# Hiking?



## IWantKaiMarie6

Wanted to know if a German Shepherd could go backpacking? It would be overnight and quite a distance. He would have dog boots to protect his pads. He'll also be carrying a backpack with some food and other doggy things. Thoughts? :help:


----------



## Cassidy's Mom

How old is he? How much exercise does he usually get?


----------



## IWantKaiMarie6

Don't have him yet. Don't plan on doing this till' he is at least a year. He'll be exercised everyday.


----------



## Muskeg

Unless you are hiking exceptionally sharp terrain, like lava rocks or endless scree slopes, you shouldn't need dog booties. Dogs are generally more agile without booties and they don't "need" shoes like we do. I've hiked 15-30 miles a day in the mountains with my German shepherd and she has never needed booties although I do carry them in case she cuts a pad. 

I wouldn't make a dog less than 18 months old carry a pack. Depending on where you are, water for the dog should also be a major consideration. 

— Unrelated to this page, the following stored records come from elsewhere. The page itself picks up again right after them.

//! Refresh signal for views that render round state.
//!
//! Services publish a [`LotteryEvent`] after each committed change; the SSE
//! endpoint forwards them to connected clients.

use serde::Serialize;
use tokio::sync::broadcast;

const DEFAULT_CAPACITY: usize = 256;

#[derive(Debug, Clone, PartialEq, Eq, Serialize)]
#[serde(tag = "type", rename_all = "snake_case")]
pub enum LotteryEvent {
    RoundStarted { round_id: i32 },
    LockToggled { round_id: i32, is_locked: bool },
    TicketsClaimed { round_id: i32, numbers: Vec<i32> },
    WinnerDrawn { round_id: i32, number: i32 },
}

#[derive(Clone)]
pub struct RoundEvents {
    sender: broadcast::Sender<LotteryEvent>,
}

impl Default for RoundEvents {
    fn default() -> Self {
        Self::new(DEFAULT_CAPACITY)
    }
}

impl RoundEvents {
    pub fn new(capacity: usize) -> Self {
        let (sender, _) = broadcast::channel(capacity);
        Self { sender }
    }

    /// Fan out to current subscribers; with none the event is dropped
    pub fn publish(&self, event: LotteryEvent) {
        if self.sender.send(event).is_err() {
            log::debug!("No refresh subscribers connected");
        }
    }

    pub fn subscribe(&self) -> broadcast::Receiver<LotteryEvent> {
        self.sender.subscribe()
    }
}
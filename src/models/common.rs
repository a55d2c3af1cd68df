use serde::{Deserialize, Serialize};
use utoipa::ToSchema;

/// Error envelope body: `{ "success": false, "error": ApiError }`
#[derive(Debug, Serialize, Deserialize, ToSchema)]
pub struct ApiError {
    pub code: String,
    pub message: String,
}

GSDs make great hiking dogs and they love it!


----------



## Cassidy's Mom

As long as he's properly conditioned, there shouldn't be a problem. I wouldn't have him carry much weight until he's at least 18 months old though, and again, I'd build up gradually.


----------



## RocketDog

Agreed with the above!! If you can start him off leash somewhere safe as a pup, He will grow to love hiking as much as you do. Enjoy!


----------



## IWantKaiMarie6

Thanks guys! Much appreciated!


----------



## RowdyDogs

Cassidy's Mom said:


> As long as he's properly conditioned, there shouldn't be a problem. I wouldn't have him carry much weight until he's at least 18 months old though, and again, I'd build up gradually.


Yes, exactly.  Just like anything, you will need to condition your dog appropriately for it. You will also need to have a dog without physical problems--a GSD with severe hip dysplasia, for example, will not make a good hiking buddy.

If you live in a hot area, you'll also have to factor that in. They can still do it, you just need to be sure you keep them cool during the heat of the day. GSDs tend to have heavy coats so it is something to pay attention to.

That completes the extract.